> What the task requires
The answer must be a single number: how many lines in the entries hold the string "review".

** Materials provided follows **

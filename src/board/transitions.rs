//! Task transition engine.
//!
//! Pure helpers over a project's task list: partitioning into the four board
//! columns, planning status moves, and translating reorders between
//! column-local positions and positions in the full task array. Nothing here
//! touches the store; callers apply the results under the store lock.
//!
//! Columns are views over one flat `Vec<Task>`. A column index is therefore
//! never a valid index into the task array unless it has been translated
//! with [`column_to_global_index`].

use super::models::{BoardView, ColumnView, Project, Task, TaskId, TaskStatus};

/// Tasks grouped by board column, each group in task-array order.
#[derive(Debug, Default, Clone, PartialEq)]
pub struct StatusBuckets<'a> {
    pub todo: Vec<&'a Task>,
    pub in_progress: Vec<&'a Task>,
    pub review: Vec<&'a Task>,
    pub done: Vec<&'a Task>,
}

impl<'a> StatusBuckets<'a> {
    /// The bucket for `status`; always empty for non-column statuses.
    pub fn bucket(&self, status: &TaskStatus) -> &[&'a Task] {
        match status {
            TaskStatus::Todo => &self.todo,
            TaskStatus::InProgress => &self.in_progress,
            TaskStatus::Review => &self.review,
            TaskStatus::Done => &self.done,
            TaskStatus::Other(_) => &[],
        }
    }

    fn bucket_mut(&mut self, status: &TaskStatus) -> Option<&mut Vec<&'a Task>> {
        match status {
            TaskStatus::Todo => Some(&mut self.todo),
            TaskStatus::InProgress => Some(&mut self.in_progress),
            TaskStatus::Review => Some(&mut self.review),
            TaskStatus::Done => Some(&mut self.done),
            TaskStatus::Other(_) => None,
        }
    }

    /// Number of tasks across all four buckets.
    pub fn len(&self) -> usize {
        self.todo.len() + self.in_progress.len() + self.review.len() + self.done.len()
    }

    pub fn is_empty(&self) -> bool {
        self.len() == 0
    }

    /// Buckets in column display order.
    pub fn iter(&self) -> impl Iterator<Item = (TaskStatus, &[&'a Task])> + '_ {
        TaskStatus::COLUMNS
            .into_iter()
            .map(move |status| {
                let tasks = self.bucket(&status);
                (status, tasks)
            })
    }
}

/// Stable partition of `tasks` into the four columns. Tasks whose status is
/// not a board column are left out.
pub fn partition(tasks: &[Task]) -> StatusBuckets<'_> {
    let mut buckets = StatusBuckets::default();
    for task in tasks {
        if let Some(bucket) = buckets.bucket_mut(&task.status) {
            bucket.push(task);
        }
    }
    buckets
}

pub fn tasks_with_status<'a>(tasks: &'a [Task], status: &TaskStatus) -> Vec<&'a Task> {
    if !status.is_column() {
        return Vec::new();
    }
    tasks.iter().filter(|t| &t.status == status).collect()
}

pub fn board_view(project: &Project) -> BoardView {
    let buckets = partition(&project.tasks);
    BoardView {
        project_id: project.id.clone(),
        project_name: project.name.clone(),
        columns: buckets
            .iter()
            .map(|(status, tasks)| ColumnView {
                status,
                tasks: tasks.iter().map(|t| (*t).clone()).collect(),
            })
            .collect(),
    }
}

// ── Status transitions ────────────────────────────────────────────────

/// Effect of moving one task to a new status. There are no workflow rules:
/// every status may move to every other status, including backwards.
#[derive(Debug, Clone, PartialEq, Eq)]
pub struct Transition {
    pub task_id: TaskId,
    pub from: TaskStatus,
    pub to: TaskStatus,
}

impl Transition {
    pub fn is_noop(&self) -> bool {
        self.from == self.to
    }
}

pub fn plan_transition(task: &Task, to: TaskStatus) -> Transition {
    Transition {
        task_id: task.id.clone(),
        from: task.status.clone(),
        to,
    }
}

// ── Reordering ────────────────────────────────────────────────────────

/// Where a task should land relative to the other tasks of the project.
#[derive(Debug, Clone, PartialEq, Eq)]
pub enum Placement {
    Start,
    End,
    Before(TaskId),
    After(TaskId),
}

/// Position in the full task array of the `column_index`-th task in `status`.
pub fn column_to_global_index(
    tasks: &[Task],
    status: &TaskStatus,
    column_index: usize,
) -> Option<usize> {
    if !status.is_column() {
        return None;
    }
    tasks
        .iter()
        .enumerate()
        .filter(|(_, t)| &t.status == status)
        .nth(column_index)
        .map(|(i, _)| i)
}

/// Column position of the task stored at `global_index`.
pub fn global_to_column_index(tasks: &[Task], global_index: usize) -> Option<(TaskStatus, usize)> {
    let task = tasks.get(global_index)?;
    if !task.status.is_column() {
        return None;
    }
    let column_index = tasks[..global_index]
        .iter()
        .filter(|t| t.status == task.status)
        .count();
    Some((task.status.clone(), column_index))
}

/// Remove the item at `from` and reinsert it at `to`. Returns false (and
/// leaves `items` untouched) when `from == to` or either index is out of
/// range.
pub fn move_index<T>(items: &mut Vec<T>, from: usize, to: usize) -> bool {
    if from == to || from >= items.len() || to >= items.len() {
        return false;
    }
    let item = items.remove(from);
    items.insert(to, item);
    true
}

/// Translate an identity-based placement into a `(from, to)` pair for
/// [`move_index`]. `None` when the task or anchor is unknown, or when the
/// task is its own anchor.
pub fn resolve_placement(
    tasks: &[Task],
    task_id: &str,
    placement: &Placement,
) -> Option<(usize, usize)> {
    let from = tasks.iter().position(|t| t.id == task_id)?;
    let anchor_after_removal = |anchor: &str| -> Option<usize> {
        if anchor == task_id {
            return None;
        }
        let idx = tasks.iter().position(|t| t.id == anchor)?;
        Some(if idx > from { idx - 1 } else { idx })
    };
    let to = match placement {
        Placement::Start => 0,
        Placement::End => tasks.len() - 1,
        Placement::Before(anchor) => anchor_after_removal(anchor)?,
        Placement::After(anchor) => anchor_after_removal(anchor)? + 1,
    };
    Some((from, to))
}

/// Placement that puts `task_id` at `destination_index` within its own
/// status column, expressed relative to its column neighbours so that
/// tasks in other columns keep their positions.
pub fn column_placement(
    tasks: &[Task],
    task_id: &str,
    status: &TaskStatus,
    destination_index: usize,
) -> Option<Placement> {
    let others: Vec<&Task> = tasks_with_status(tasks, status)
        .into_iter()
        .filter(|t| t.id != task_id)
        .collect();
    if others.is_empty() {
        return None;
    }
    match others.get(destination_index) {
        Some(anchor) => Some(Placement::Before(anchor.id.clone())),
        None => others.last().map(|last| Placement::After(last.id.clone())),
    }
}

** End of Materials provided **

> Output below
4